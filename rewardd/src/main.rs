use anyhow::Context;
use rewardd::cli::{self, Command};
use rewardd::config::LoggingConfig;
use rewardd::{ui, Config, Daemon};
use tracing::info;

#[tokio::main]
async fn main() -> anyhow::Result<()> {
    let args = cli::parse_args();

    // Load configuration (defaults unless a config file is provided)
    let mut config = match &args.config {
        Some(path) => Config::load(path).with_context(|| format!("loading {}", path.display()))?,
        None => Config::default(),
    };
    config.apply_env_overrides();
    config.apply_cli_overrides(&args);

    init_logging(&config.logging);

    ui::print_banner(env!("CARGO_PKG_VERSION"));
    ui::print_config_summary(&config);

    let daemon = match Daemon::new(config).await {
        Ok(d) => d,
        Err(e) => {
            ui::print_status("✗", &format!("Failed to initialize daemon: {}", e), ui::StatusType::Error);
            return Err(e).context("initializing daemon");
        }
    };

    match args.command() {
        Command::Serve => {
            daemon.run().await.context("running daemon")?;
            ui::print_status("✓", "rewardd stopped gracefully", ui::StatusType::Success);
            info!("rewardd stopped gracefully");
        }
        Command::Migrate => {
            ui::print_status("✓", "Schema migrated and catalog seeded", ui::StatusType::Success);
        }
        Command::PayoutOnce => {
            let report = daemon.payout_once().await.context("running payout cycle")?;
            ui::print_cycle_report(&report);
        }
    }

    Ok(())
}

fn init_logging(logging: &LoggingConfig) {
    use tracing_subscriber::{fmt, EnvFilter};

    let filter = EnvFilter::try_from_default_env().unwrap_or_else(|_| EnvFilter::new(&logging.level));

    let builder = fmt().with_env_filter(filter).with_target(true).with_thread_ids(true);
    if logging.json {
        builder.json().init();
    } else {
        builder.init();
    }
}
-*-
Set every record down again exactly as written.

filename rewardd/src/main.rs
use anyhow::Context;
use rewardd::cli::{self, Command};
use rewardd::config::LoggingConfig;
use rewardd::{ui, Config, Daemon};
use tracing::info;

#[tokio::main]
async fn main() -> anyhow::Result<()> {
    let args = cli::parse_args();

    // Load configuration (defaults unless a config file is provided)
    let mut config = match &args.config {
        Some(path) => Config::load(path).with_context(|| format!("loading {}", path.display()))?,
        None => Config::default(),
    };
    config.apply_env_overrides();
    config.apply_cli_overrides(&args);

    init_logging(&config.logging);

    ui::print_banner(env!("CARGO_PKG_VERSION"));
    ui::print_config_summary(&config);

    let daemon = match Daemon::new(config).await {
        Ok(d) => d,
        Err(e) => {
            ui::print_status("✗", &format!("Failed to initialize daemon: {}", e), ui::StatusType::Error);
            return Err(e).context("initializing daemon");
        }
    };

    match args.command() {
        Command::Serve => {
            daemon.run().await.context("running daemon")?;
            ui::print_status("✓", "rewardd stopped gracefully", ui::StatusType::Success);
            info!("rewardd stopped gracefully");
        }
        Command::Migrate => {
            ui::print_status("✓", "Schema migrated and catalog seeded", ui::StatusType::Success);
        }
        Command::PayoutOnce => {
            let report = daemon.payout_once().await.context("running payout cycle")?;
            ui::print_cycle_report(&report);
        }
    }

    Ok(())
}

fn init_logging(logging: &LoggingConfig) {
    use tracing_subscriber::{fmt, EnvFilter};

    let filter = EnvFilter::try_from_default_env().unwrap_or_else(|_| EnvFilter::new(&logging.level));

    let builder = fmt().with_env_filter(filter).with_target(true).with_thread_ids(true);
    if logging.json {
        builder.json().init();
    } else {
        builder.init();
    }
}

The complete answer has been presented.